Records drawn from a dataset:
* * * * * * * * *

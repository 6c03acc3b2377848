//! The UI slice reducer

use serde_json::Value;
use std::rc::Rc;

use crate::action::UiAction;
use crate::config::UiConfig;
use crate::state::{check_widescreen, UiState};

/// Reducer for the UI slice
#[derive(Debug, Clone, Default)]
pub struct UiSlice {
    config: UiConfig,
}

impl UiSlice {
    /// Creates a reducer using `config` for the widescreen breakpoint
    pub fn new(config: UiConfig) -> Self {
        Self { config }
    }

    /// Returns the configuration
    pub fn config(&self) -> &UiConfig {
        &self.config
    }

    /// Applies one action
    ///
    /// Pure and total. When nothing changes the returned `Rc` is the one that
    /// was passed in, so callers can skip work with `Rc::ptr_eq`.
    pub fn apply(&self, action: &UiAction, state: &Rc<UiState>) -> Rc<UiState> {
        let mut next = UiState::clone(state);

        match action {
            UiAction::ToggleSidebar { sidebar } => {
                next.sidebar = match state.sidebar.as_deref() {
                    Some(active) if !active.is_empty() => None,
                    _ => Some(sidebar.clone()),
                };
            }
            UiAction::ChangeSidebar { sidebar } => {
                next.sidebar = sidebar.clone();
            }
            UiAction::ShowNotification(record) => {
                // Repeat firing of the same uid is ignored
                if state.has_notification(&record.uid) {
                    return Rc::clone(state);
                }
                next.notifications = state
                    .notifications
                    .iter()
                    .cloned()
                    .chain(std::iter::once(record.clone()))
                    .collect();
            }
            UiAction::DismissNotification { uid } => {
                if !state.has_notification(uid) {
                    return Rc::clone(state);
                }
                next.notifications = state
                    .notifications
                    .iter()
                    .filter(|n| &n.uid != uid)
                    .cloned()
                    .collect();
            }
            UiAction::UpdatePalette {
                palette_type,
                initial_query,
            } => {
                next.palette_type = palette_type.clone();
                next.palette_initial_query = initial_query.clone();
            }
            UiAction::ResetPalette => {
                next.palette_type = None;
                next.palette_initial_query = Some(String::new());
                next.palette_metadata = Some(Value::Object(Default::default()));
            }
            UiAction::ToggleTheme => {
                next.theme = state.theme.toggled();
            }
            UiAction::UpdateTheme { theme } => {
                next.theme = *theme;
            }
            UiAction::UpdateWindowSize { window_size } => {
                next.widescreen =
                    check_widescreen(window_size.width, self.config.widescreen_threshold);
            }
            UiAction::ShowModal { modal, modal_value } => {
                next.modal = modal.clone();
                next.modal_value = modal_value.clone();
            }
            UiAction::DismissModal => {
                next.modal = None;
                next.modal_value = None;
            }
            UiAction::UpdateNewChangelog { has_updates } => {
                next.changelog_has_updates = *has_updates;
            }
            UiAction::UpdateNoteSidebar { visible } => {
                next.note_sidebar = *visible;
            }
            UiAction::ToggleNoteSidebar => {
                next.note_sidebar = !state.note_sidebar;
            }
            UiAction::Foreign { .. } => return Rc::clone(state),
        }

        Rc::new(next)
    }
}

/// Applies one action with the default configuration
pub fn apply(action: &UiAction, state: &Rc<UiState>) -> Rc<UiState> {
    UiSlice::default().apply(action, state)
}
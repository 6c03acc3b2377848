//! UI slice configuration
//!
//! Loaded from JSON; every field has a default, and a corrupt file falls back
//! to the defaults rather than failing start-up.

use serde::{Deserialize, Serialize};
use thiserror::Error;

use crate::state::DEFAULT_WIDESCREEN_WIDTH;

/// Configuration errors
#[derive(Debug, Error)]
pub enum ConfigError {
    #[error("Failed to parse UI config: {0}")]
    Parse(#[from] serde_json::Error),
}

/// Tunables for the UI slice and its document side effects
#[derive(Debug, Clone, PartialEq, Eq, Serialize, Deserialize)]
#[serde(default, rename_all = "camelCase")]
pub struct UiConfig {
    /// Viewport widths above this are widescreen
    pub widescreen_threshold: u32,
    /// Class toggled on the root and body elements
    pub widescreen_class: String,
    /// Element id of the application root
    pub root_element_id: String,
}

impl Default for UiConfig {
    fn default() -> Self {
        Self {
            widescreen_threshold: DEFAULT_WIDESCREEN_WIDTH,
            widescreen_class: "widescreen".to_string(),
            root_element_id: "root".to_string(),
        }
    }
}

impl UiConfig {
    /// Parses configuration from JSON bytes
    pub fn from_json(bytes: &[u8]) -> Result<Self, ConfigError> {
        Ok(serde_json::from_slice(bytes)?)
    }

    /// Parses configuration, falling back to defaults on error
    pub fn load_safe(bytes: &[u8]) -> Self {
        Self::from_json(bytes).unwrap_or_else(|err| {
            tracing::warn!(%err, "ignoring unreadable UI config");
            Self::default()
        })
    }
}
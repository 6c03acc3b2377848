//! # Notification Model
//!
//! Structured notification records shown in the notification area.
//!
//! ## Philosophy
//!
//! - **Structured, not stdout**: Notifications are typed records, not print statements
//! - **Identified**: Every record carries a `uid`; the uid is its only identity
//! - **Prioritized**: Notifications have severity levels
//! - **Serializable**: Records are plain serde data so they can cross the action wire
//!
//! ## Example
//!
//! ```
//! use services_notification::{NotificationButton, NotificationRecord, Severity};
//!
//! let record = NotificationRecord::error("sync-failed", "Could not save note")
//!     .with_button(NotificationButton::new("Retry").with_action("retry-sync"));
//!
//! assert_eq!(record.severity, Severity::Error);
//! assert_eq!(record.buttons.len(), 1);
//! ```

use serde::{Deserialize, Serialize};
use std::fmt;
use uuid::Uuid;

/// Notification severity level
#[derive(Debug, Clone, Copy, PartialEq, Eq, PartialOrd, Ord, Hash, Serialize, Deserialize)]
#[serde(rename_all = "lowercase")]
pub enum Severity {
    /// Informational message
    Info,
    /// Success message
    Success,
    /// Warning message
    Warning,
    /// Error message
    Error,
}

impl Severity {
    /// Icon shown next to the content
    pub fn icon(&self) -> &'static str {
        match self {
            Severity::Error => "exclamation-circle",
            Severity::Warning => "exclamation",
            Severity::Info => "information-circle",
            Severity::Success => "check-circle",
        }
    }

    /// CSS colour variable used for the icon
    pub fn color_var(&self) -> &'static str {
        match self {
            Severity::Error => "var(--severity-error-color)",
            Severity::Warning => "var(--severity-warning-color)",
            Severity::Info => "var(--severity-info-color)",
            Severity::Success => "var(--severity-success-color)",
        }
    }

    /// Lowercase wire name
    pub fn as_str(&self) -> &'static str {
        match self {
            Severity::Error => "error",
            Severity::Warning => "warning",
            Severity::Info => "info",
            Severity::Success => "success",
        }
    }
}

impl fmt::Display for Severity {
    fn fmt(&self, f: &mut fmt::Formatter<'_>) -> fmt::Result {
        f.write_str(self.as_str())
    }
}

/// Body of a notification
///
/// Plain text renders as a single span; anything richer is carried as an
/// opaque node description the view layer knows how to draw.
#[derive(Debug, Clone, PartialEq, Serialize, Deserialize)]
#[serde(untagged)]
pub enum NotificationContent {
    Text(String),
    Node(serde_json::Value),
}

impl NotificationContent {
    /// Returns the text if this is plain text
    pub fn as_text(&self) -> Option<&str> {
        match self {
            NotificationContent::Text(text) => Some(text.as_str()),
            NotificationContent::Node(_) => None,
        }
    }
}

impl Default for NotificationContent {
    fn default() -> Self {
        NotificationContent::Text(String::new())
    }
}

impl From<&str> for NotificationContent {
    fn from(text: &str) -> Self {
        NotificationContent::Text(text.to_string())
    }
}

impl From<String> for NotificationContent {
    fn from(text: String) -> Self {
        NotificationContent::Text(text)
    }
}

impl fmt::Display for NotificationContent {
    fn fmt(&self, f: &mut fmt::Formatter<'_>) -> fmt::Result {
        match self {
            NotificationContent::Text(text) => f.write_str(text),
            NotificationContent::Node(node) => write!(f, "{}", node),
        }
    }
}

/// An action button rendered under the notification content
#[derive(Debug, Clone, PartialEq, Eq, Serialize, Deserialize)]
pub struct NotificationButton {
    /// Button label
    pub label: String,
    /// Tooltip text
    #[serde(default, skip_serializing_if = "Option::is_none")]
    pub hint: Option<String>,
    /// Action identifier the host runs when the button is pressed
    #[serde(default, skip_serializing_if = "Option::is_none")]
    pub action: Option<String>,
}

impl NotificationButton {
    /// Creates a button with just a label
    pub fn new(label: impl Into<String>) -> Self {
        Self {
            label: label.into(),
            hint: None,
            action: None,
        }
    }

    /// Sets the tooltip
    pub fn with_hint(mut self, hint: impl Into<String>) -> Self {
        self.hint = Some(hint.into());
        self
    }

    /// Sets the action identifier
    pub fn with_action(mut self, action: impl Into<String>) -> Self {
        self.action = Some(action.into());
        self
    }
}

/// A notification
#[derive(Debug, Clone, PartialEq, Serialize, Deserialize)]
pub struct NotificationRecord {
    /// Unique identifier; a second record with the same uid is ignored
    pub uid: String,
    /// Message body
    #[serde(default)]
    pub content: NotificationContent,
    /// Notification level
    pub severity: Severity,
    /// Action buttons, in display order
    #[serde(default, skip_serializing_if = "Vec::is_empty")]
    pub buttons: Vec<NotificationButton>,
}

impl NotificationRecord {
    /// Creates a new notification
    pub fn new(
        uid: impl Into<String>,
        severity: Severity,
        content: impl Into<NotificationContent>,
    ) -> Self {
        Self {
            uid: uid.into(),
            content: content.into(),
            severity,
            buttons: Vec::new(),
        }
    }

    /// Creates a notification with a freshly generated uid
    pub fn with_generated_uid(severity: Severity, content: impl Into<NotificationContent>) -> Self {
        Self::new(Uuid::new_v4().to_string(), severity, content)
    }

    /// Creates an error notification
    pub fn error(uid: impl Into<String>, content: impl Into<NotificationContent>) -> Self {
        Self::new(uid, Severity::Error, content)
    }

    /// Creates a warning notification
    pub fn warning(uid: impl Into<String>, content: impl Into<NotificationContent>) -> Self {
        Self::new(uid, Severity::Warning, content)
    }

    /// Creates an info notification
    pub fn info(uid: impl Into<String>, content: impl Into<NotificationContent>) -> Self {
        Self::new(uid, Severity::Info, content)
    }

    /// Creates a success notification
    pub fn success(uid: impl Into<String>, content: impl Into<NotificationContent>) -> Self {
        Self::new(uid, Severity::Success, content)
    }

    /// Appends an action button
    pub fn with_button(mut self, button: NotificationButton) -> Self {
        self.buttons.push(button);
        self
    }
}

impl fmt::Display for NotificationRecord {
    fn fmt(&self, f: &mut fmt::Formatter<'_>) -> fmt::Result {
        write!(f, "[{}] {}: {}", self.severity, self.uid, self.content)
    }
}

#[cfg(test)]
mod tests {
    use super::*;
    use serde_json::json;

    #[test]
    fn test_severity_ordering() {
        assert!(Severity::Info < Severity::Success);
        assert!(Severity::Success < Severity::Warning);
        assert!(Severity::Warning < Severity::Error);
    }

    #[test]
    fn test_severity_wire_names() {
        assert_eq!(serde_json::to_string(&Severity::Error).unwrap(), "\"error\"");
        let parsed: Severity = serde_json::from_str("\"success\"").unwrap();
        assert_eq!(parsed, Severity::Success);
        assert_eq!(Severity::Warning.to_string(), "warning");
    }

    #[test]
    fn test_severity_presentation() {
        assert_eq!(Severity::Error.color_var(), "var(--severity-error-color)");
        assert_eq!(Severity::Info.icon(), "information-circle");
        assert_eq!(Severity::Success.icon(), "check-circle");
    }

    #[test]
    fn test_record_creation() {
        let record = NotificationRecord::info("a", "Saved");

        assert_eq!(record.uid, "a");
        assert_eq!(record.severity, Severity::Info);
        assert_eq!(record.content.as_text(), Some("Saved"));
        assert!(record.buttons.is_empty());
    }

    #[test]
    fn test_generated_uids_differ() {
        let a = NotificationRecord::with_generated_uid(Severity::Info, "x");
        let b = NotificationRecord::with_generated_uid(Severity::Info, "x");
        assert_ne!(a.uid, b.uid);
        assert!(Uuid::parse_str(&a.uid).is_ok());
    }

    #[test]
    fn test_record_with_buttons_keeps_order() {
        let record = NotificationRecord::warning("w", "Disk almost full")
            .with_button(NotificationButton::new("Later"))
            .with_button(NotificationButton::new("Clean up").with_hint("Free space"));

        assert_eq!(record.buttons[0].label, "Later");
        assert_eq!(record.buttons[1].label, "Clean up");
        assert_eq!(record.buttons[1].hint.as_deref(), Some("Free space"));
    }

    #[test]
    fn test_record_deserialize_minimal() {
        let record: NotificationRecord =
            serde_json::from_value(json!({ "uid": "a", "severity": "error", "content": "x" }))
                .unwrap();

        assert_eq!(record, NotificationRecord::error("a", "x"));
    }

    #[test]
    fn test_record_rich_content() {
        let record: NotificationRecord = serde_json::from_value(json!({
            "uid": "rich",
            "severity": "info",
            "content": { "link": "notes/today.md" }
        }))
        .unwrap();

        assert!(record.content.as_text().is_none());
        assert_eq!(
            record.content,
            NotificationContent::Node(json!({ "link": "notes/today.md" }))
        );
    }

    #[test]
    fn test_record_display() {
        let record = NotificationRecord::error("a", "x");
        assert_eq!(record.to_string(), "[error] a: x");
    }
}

* * * * * * * * *

Activity:
Return only the number of lines in the data above that hold the word "apply".

Answer box:
3